WORK TASK>
Pull out each line of the data that includes the word "lock".

Saved data entries>
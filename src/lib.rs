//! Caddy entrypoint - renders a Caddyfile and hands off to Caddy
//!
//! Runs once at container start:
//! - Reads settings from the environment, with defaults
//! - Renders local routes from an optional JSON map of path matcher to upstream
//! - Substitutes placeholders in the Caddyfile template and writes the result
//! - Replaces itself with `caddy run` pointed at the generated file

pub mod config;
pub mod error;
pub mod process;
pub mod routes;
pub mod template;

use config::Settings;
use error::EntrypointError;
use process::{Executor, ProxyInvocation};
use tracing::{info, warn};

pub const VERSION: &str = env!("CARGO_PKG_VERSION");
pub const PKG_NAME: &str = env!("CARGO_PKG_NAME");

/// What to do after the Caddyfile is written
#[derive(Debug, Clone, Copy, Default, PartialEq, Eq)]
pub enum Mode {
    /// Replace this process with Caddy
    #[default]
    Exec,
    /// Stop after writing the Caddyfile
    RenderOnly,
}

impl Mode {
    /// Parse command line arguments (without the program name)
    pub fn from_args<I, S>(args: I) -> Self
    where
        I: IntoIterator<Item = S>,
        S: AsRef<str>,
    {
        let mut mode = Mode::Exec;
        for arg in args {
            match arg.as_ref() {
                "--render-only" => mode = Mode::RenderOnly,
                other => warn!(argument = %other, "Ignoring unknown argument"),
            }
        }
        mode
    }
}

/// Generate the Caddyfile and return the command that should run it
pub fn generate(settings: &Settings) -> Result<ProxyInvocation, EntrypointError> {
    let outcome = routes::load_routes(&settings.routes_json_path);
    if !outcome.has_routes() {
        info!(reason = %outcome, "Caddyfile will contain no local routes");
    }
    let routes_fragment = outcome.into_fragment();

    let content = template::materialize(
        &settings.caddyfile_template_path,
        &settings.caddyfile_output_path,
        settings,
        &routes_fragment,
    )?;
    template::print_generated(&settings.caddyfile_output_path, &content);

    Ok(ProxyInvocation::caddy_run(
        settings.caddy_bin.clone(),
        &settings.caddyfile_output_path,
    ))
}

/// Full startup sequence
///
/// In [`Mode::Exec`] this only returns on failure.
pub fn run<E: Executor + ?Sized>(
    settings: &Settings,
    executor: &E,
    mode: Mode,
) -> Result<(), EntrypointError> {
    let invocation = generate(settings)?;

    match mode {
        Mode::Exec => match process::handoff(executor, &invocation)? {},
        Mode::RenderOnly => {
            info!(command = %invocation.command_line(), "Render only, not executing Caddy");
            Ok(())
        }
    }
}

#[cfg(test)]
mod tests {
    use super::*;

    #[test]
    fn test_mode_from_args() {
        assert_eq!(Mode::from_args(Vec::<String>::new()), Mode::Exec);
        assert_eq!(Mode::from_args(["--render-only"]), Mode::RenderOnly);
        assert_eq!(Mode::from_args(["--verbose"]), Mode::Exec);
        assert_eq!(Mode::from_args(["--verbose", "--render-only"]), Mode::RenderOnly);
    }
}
* * *
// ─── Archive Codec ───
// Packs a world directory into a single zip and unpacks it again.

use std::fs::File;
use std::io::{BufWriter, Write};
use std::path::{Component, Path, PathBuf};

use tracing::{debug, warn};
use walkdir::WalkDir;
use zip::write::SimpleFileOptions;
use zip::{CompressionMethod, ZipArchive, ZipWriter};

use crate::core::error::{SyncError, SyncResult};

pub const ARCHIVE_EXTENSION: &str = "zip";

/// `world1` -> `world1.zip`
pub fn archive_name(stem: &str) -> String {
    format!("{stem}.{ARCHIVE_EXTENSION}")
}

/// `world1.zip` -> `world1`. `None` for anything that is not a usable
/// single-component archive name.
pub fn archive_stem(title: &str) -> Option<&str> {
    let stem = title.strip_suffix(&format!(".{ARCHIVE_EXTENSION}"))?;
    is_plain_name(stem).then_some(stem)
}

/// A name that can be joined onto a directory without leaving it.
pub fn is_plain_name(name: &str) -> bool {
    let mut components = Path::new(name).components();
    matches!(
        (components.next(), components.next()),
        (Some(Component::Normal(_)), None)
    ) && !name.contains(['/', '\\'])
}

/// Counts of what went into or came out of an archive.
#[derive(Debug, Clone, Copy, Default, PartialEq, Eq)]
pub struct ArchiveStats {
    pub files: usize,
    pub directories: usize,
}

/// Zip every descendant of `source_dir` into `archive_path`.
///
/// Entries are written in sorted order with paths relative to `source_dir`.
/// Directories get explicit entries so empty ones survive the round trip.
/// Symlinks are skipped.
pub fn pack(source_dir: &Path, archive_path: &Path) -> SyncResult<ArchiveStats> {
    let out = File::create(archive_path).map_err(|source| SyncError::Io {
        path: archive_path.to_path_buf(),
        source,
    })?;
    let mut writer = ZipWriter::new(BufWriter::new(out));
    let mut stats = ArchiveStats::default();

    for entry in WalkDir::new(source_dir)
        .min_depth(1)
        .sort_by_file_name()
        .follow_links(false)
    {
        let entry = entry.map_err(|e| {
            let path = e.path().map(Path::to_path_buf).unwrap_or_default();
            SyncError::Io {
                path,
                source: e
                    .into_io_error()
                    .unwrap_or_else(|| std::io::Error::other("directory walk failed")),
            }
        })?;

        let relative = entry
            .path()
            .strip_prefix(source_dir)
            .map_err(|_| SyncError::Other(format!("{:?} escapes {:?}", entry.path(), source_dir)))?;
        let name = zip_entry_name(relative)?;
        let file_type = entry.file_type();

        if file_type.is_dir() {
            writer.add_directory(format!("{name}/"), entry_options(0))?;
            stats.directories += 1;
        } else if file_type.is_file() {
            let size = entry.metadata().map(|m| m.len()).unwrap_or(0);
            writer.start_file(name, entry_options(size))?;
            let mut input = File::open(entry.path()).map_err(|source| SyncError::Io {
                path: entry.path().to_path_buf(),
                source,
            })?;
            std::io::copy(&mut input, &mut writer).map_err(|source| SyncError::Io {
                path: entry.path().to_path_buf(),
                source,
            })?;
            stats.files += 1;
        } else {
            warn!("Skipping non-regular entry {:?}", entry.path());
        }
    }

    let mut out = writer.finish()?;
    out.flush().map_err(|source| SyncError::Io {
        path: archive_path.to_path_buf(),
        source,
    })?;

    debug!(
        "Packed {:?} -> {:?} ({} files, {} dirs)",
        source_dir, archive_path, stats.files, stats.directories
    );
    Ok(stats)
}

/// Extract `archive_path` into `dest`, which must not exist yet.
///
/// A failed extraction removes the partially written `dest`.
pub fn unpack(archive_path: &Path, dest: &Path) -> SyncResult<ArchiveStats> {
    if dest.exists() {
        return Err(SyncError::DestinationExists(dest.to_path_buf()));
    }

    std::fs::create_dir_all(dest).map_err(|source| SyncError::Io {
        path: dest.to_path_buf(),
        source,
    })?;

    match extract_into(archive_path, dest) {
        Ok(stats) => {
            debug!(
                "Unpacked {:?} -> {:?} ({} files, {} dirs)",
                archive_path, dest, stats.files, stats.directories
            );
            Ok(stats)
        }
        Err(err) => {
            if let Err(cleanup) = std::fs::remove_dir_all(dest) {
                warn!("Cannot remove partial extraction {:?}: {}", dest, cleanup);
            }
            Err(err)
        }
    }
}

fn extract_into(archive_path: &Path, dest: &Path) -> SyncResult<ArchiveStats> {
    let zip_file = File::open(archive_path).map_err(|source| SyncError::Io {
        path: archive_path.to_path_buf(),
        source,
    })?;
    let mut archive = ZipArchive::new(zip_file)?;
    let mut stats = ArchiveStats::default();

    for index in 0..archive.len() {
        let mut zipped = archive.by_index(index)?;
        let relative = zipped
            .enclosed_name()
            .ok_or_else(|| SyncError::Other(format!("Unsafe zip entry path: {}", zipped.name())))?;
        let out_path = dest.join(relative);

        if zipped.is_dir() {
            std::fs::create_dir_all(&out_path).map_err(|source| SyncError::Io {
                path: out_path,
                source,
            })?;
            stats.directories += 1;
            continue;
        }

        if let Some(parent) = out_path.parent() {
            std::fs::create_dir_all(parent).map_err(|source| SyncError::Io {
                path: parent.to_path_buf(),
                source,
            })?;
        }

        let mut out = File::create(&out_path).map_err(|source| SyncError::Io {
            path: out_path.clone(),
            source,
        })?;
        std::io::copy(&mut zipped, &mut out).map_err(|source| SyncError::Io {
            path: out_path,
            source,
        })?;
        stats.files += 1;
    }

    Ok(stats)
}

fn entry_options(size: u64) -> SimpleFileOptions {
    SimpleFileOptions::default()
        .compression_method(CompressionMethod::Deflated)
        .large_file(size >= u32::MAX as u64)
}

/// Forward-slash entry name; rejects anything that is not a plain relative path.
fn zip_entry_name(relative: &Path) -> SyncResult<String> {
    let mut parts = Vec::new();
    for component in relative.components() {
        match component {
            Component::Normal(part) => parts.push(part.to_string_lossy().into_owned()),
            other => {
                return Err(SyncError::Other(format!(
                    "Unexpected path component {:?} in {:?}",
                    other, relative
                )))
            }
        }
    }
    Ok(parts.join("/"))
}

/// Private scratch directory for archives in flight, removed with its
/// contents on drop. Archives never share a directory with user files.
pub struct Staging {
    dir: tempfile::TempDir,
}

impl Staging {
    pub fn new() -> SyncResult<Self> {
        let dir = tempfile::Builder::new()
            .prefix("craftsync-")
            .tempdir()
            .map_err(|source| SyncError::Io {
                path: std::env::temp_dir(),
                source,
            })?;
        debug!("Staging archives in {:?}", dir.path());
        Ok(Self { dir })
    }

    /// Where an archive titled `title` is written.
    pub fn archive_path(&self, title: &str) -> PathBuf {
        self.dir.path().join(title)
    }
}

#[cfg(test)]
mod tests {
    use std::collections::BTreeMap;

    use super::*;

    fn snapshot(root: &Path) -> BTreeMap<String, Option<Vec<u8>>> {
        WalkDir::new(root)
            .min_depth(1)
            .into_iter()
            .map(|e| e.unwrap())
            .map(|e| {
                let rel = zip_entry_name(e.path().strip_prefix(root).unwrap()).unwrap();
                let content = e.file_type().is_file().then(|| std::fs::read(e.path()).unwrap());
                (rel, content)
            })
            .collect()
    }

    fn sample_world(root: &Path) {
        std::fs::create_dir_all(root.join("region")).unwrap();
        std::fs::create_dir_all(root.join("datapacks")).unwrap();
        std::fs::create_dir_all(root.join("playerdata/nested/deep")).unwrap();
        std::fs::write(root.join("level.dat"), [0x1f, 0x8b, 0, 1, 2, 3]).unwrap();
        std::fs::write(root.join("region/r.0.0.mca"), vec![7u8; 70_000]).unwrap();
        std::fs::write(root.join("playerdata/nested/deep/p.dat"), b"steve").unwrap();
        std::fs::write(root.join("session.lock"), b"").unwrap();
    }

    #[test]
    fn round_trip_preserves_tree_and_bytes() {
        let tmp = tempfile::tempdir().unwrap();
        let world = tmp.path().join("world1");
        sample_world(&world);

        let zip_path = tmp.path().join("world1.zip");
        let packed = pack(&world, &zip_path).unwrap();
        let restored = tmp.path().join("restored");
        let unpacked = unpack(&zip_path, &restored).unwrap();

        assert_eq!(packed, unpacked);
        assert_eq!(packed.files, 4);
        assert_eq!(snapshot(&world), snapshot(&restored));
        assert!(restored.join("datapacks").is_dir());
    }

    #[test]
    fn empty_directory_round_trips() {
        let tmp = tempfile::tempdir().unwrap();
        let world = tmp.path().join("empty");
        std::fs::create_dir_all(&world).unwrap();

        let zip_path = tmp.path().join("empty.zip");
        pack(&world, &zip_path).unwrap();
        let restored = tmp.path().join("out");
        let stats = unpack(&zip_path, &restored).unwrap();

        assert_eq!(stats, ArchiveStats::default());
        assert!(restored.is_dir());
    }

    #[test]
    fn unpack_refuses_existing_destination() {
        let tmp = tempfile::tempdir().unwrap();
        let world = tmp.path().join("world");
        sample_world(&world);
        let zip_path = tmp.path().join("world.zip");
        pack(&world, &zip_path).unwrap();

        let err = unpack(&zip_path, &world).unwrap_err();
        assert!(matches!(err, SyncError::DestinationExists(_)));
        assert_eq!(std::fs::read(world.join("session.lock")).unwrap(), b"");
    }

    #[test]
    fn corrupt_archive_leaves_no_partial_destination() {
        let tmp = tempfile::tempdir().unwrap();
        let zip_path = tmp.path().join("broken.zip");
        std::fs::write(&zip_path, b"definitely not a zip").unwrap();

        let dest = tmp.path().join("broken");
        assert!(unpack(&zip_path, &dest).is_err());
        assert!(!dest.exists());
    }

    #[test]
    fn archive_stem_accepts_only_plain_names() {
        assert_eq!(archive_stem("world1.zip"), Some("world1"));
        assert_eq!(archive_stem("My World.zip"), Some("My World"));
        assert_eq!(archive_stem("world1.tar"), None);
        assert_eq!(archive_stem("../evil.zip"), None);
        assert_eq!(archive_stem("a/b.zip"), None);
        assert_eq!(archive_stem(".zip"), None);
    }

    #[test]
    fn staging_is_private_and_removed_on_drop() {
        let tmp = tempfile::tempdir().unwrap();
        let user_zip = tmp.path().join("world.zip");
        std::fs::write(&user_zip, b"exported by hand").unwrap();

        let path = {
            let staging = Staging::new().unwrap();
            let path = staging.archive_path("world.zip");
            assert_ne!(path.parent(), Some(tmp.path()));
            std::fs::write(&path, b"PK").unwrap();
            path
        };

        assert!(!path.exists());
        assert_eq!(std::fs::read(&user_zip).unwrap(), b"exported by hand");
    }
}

EXERCISE RESPONSE>
        std::fs::write(root.join("session.lock"), b"").unwrap();
        assert_eq!(std::fs::read(world.join("session.lock")).unwrap(), b"");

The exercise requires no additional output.